Gov. Beshear Announces Kentucky Joins Innovative National Effort to Help Smokers Quit

Press Release

Date: Oct. 26, 2009
Location: Frankfort, KY

Partnership Will Support State Resources to Help Smokers BECOME AN EX®

Gov. Steve Beshear announced today that Kentucky is joining forces with an innovative national effort to curb smoking by providing smokers with resources specifically designed to help those struggling with quitting the habit.

Kentucky will become a member of the National Alliance for Tobacco Cessation (NATC), a public health coalition of national organizations and state health agencies that sponsors the EX® campaign. The Kentucky Tobacco Cessation Program in the Cabinet for Health and Family Services (CHFS) hopes to reduce the number of adult smokers by linking Kentuckians with the EX campaign's online and informational resources.

"Kentucky has recently taken significant steps to help reduce state smoking rates," Gov. Beshear said. "We are delighted to have joined a number of organizations in several states and at the national level in this timely effort to focus on reducing smoking rates in Kentucky and across the country. The EX program will give the residents of Kentucky the free tools they need to re-learn their life without cigarettes and will ultimately extend and save lives. Kentucky is proud to join this groundbreaking initiative during its early stages."

With the latest research estimating that nearly six million people will lose their lives to tobacco next year, the NATC has created a campaign that will provide direct assistance to help the 43 million Americans who smoke--including more than 807,000 Kentuckians--to finally quit.

EX assists smokers in changing the way they feel about the process of quitting, guiding them to valuable resources, such as the Kentucky Quit Line at 1-800 (QUIT-NOW) or online community at www.BecomeAnEX.org. Such tools help provide the accountability and support needed for a successful quit attempt.

This new public education effort will encourage the 25 percent of Kentucky adults who smoke to approach quitting smoking as "re-learning life without cigarettes." EX provides smokers with information that can help them prepare for and guide a quit attempt by:

1. "Re-learning" their thinking on the behavioral aspects of smoking and how different smoking triggers can be overcome with practice and preparation;

2. "Re-learning" their knowledge of addiction and how medications can increase their chances for quitting success; and

3. "Re-learning" their ideas of how support from friends and family members can play a critical role in quitting.

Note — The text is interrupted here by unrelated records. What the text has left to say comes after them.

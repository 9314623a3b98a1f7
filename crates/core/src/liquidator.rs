//! Main loop.
//!
//! Each iteration either rebalances the agent or runs one liquidation
//! scan. Errors abort the iteration, are reported, and the loop sleeps
//! before starting over from fresh state.

use alloy::primitives::Address;
use anyhow::{Context, Result};
use std::sync::Arc;
use std::time::Duration;
use tracing::{debug, error, info, instrument};

use crate::collateral_converter::{CollateralConverter, SweepReport};
use crate::config::BotConfig;
use crate::context::AgentContext;
use crate::executor::{LiquidationExecutor, LiquidationResult};
use crate::rebalancer::Rebalancer;
use crate::reporter::ErrorReporter;
use crate::target_selector::{AccountFilter, SelectionParams, TargetSelector};

/// What a single loop iteration did.
#[derive(Debug, Clone)]
pub enum IterationOutcome {
    /// Ran all three rebalancing stages
    Rebalanced,
    /// Executed one liquidation
    Liquidated(LiquidationResult),
    /// Nothing to do
    Idle,
    /// The iteration raised an error
    Failed,
}

impl IterationOutcome {
    /// Whether the loop waits before the next iteration.
    pub fn sleeps(&self) -> bool {
        matches!(self, Self::Idle | Self::Failed)
    }
}

/// Counters for a finished run.
#[derive(Debug, Clone, Copy, Default, PartialEq, Eq)]
pub struct LoopStats {
    pub iterations: u64,
    pub rebalances: u64,
    pub liquidations: u64,
    pub idle: u64,
    pub failures: u64,
}

impl LoopStats {
    fn record(&mut self, outcome: &IterationOutcome) {
        self.iterations += 1;
        match outcome {
            IterationOutcome::Rebalanced => self.rebalances += 1,
            IterationOutcome::Liquidated(_) => self.liquidations += 1,
            IterationOutcome::Idle => self.idle += 1,
            IterationOutcome::Failed => self.failures += 1,
        }
    }
}

/// The liquidation agent.
pub struct Liquidator {
    ctx: AgentContext,
    selector: TargetSelector,
    reporter: Arc<dyn ErrorReporter>,
    sleep_interval: Duration,
    whitelist: Option<Vec<Address>>,
    blacklist: Option<Vec<Address>>,
}

impl Liquidator {
    pub fn new(ctx: AgentContext, config: &BotConfig, reporter: Arc<dyn ErrorReporter>) -> Self {
        let selector = TargetSelector::new(
            AccountFilter::from_config(&config.accounts),
            SelectionParams::from_config(config),
        );

        Self {
            ctx,
            selector,
            reporter,
            sleep_interval: config.liquidator.sleep_interval(),
            whitelist: config.accounts.whitelist.clone(),
            blacklist: config.accounts.blacklist.clone(),
        }
    }

    /// Replace the target selector (seeded scan order in tests).
    pub fn with_selector(mut self, selector: TargetSelector) -> Self {
        self.selector = selector;
        self
    }

    pub fn context(&self) -> &AgentContext {
        &self.ctx
    }

    /// Sweep the wallet once, then loop forever. Startup failures are
    /// reported and left for the loop to recover from.
    pub async fn start(&mut self) -> Result<()> {
        if let Err(e) = self.ctx.reload().await {
            error!(error = %format!("{e:#}"), "Initial state load failed");
            self.reporter.report_error(&e).await;
        }
        self.log_startup();

        self.initial_sweep().await;
        self.run(None).await?;
        Ok(())
    }

    fn log_startup(&self) {
        info!("Liquidator account loaded");
        info!(wallet = %self.ctx.wallet_owner(), "Wallet");
        info!(account = %self.ctx.account().address, "Liquidator account");
        info!(mint = %self.ctx.reference_mint(), "Reference currency");

        match (&self.whitelist, &self.blacklist) {
            (Some(whitelist), _) => info!(accounts = ?whitelist, "Whitelist"),
            (None, Some(blacklist)) => info!(accounts = ?blacklist, "Blacklist"),
            (None, None) => info!("Monitoring all accounts"),
        }

        let params = self.selector.params();
        info!(
            banks = self.ctx.group().len(),
            min_usd = params.min_liquidation_amount_usd,
            exclude_isolated = params.exclude_isolated_banks,
            "Liquidating on banks"
        );
    }

    /// Run the wallet sweep. A failure is reported and otherwise ignored.
    pub async fn initial_sweep(&mut self) -> Option<SweepReport> {
        match CollateralConverter::sweep(&mut self.ctx).await {
            Ok(report) => Some(report),
            Err(e) => {
                error!(error = %e, "Initial wallet sweep failed");
                self.reporter.report_error(&e).await;
                None
            }
        }
    }

    /// Run the loop. `None` runs until the process exits.
    pub async fn run(&mut self, max_iterations: Option<u64>) -> Result<LoopStats> {
        let mut stats = LoopStats::default();

        while max_iterations.map_or(true, |max| stats.iterations < max) {
            let outcome = match self.iteration().await {
                Ok(outcome) => outcome,
                Err(e) => {
                    error!(error = %format!("{e:#}"), "Iteration failed");
                    self.reporter.report_error(&e).await;
                    IterationOutcome::Failed
                }
            };
            stats.record(&outcome);

            if outcome.sleeps() {
                debug!(ms = self.sleep_interval.as_millis() as u64, "Sleeping");
                tokio::time::sleep(self.sleep_interval).await;
            }
        }

        Ok(stats)
    }

    /// One pass: rebalance if needed, otherwise try one liquidation.
    pub async fn iteration(&mut self) -> Result<IterationOutcome> {
        if Rebalancer::needs_rebalance(&mut self.ctx).await? {
            self.reporter.report_message("Starting rebalancing stage").await;
            Rebalancer::rebalance(&mut self.ctx).await?;
            return Ok(IterationOutcome::Rebalanced);
        }

        Ok(match self.liquidation_stage().await? {
            Some(result) => IterationOutcome::Liquidated(result),
            None => IterationOutcome::Idle,
        })
    }

    #[instrument(skip_all, fields(stage = "liquidation-stage"))]
    async fn liquidation_stage(&mut self) -> Result<Option<LiquidationResult>> {
        debug!("Started liquidation stage");
        self.ctx.reload().await?;

        let accounts = self
            .ctx
            .ledger()
            .all_accounts()
            .await
            .context("Failed to load accounts")?;

        let Some(candidate) = self
            .selector
            .select(self.ctx.account(), accounts, self.ctx.group())
        else {
            debug!("No liquidatable accounts");
            return Ok(None);
        };

        self.reporter
            .report_message(&format!("Liquidating account {}", candidate.account))
            .await;

        let result = LiquidationExecutor::execute(&self.ctx, &candidate).await?;
        Ok(Some(result))
    }
}
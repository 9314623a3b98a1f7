//! Liquidator core logic.
//!
//! This crate drives a single lending account as a liquidation agent:
//! - Configuration profiles with environment overrides
//! - Bank metadata cache refreshed in the background
//! - Startup wallet sweep into the reference currency
//! - Three-stage rebalancer (sell deposits, repay debt, deposit reference)
//! - Randomized target selection with a safety discount on seize size
//! - Main loop with per-iteration error reporting and retry
//!
//! Ledger, wallet and swap access go through the capability traits of
//! `liquidator-chain` and `liquidator-api`.

mod bank_metadata;
mod collateral_converter;
pub mod config;
mod context;
mod executor;
mod liquidator;
mod rebalancer;
mod reporter;
mod target_selector;

pub use bank_metadata::BankMetadataCache;
pub use collateral_converter::{CollateralConverter, SweepReport, DUST_THRESHOLD_UI};
pub use config::{AccountListConfig, AssetsConfig, BotConfig, LiquidatorSettings, MetadataConfig};
pub use context::AgentContext;
pub use executor::{LiquidationExecutor, LiquidationResult};
pub use liquidator::{IterationOutcome, Liquidator, LoopStats};
pub use rebalancer::{Rebalancer, MIN_LIABILITY_PURCHASE_USD};
pub use reporter::{
    reporter_from_env, ErrorReporter, TracingReporter, WebhookReporter, DEFAULT_REPORT_COOLDOWN,
};
pub use target_selector::{
    AccountFilter, LiquidationCandidate, SelectionParams, TargetSelector, SAFETY_DISCOUNT,
};
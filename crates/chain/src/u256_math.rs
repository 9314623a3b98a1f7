//! Conversions between UI-scaled decimal amounts and native U256 amounts.
//!
//! Lending actions take UI amounts, swaps take native amounts. These
//! helpers are the only place the two meet.

use alloy::primitives::U256;

/// Scale a UI amount to native units, rounding down.
/// Negative, NaN and infinite inputs map to zero.
#[inline]
pub fn ui_to_native(amount: f64, decimals: u8) -> U256 {
    if !amount.is_finite() || amount <= 0.0 {
        return U256::ZERO;
    }
    let scaled = (amount * 10f64.powi(decimals as i32)).floor();
    if scaled >= u128::MAX as f64 {
        return U256::from(u128::MAX);
    }
    U256::from(scaled as u128)
}

/// Scale a native amount to UI units.
/// Amounts beyond u128 saturate (precision is lost there anyway).
#[inline]
pub fn native_to_ui(amount: U256, decimals: u8) -> f64 {
    let raw = u128::try_from(amount).unwrap_or(u128::MAX) as f64;
    raw / 10f64.powi(decimals as i32)
}
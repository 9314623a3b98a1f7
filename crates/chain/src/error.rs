//! Errors raised by ledger collaborators.

use alloy::primitives::Address;
use thiserror::Error;

#[derive(Error, Debug, Clone, PartialEq)]
pub enum LedgerError {
    #[error("account {0} not found")]
    AccountNotFound(Address),

    #[error("bank {0} not found")]
    BankNotFound(Address),

    #[error("no oracle price for bank {0}")]
    PriceUnavailable(Address),

    #[error("insufficient funds for {mint}: have {available}, need {required}")]
    InsufficientFunds {
        mint: Address,
        available: f64,
        required: f64,
    },

    #[error("action on bank {0} would exceed free collateral")]
    ExceedsFreeCollateral(Address),

    #[error("account {0} is healthy and cannot be liquidated")]
    NotLiquidatable(Address),

    #[error("seizing {requested} exceeds liquidatable amount {max}")]
    ExceedsLiquidatableAmount { requested: f64, max: f64 },

    #[error("account {0} is not controlled by this signer")]
    UnauthorizedAccount(Address),

    #[error("invalid amount: {0}")]
    InvalidAmount(f64),

    #[error("rpc error: {0}")]
    Rpc(String),
}

pub type LedgerResult<T> = std::result::Result<T, LedgerError>;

"It is a historic day when one of the nation's top tobacco producing states, with extremely high smoking rates, joins the national effort to help smokers quit," said Cheryl G. Healton, DrPH, president and CEO of the American Legacy Foundation®. "Most smokers underestimate how powerful tobacco addiction can be. The approach provided by EX changes that equation by showing them how they can quit--namely by combining coaching, pharmacotherapy and social support, so that smokers have the support they need at the times when they're most likely to crave a cigarette and smoke."

Nationally, EX will continue to educate smokers through advertisements on television, radio and online and through events. Because social support is so important, EX offers a state-of-the-art Web site (www.BecomeAnEX.org) as a convening point for smokers who want to quit and share their successes and challenges in the difficult quit process. Since March 2008, when the national program debuted, over one million people have visited the site, and more than 14,000 smokers have joined the online community, forming nearly 300 customized support groups.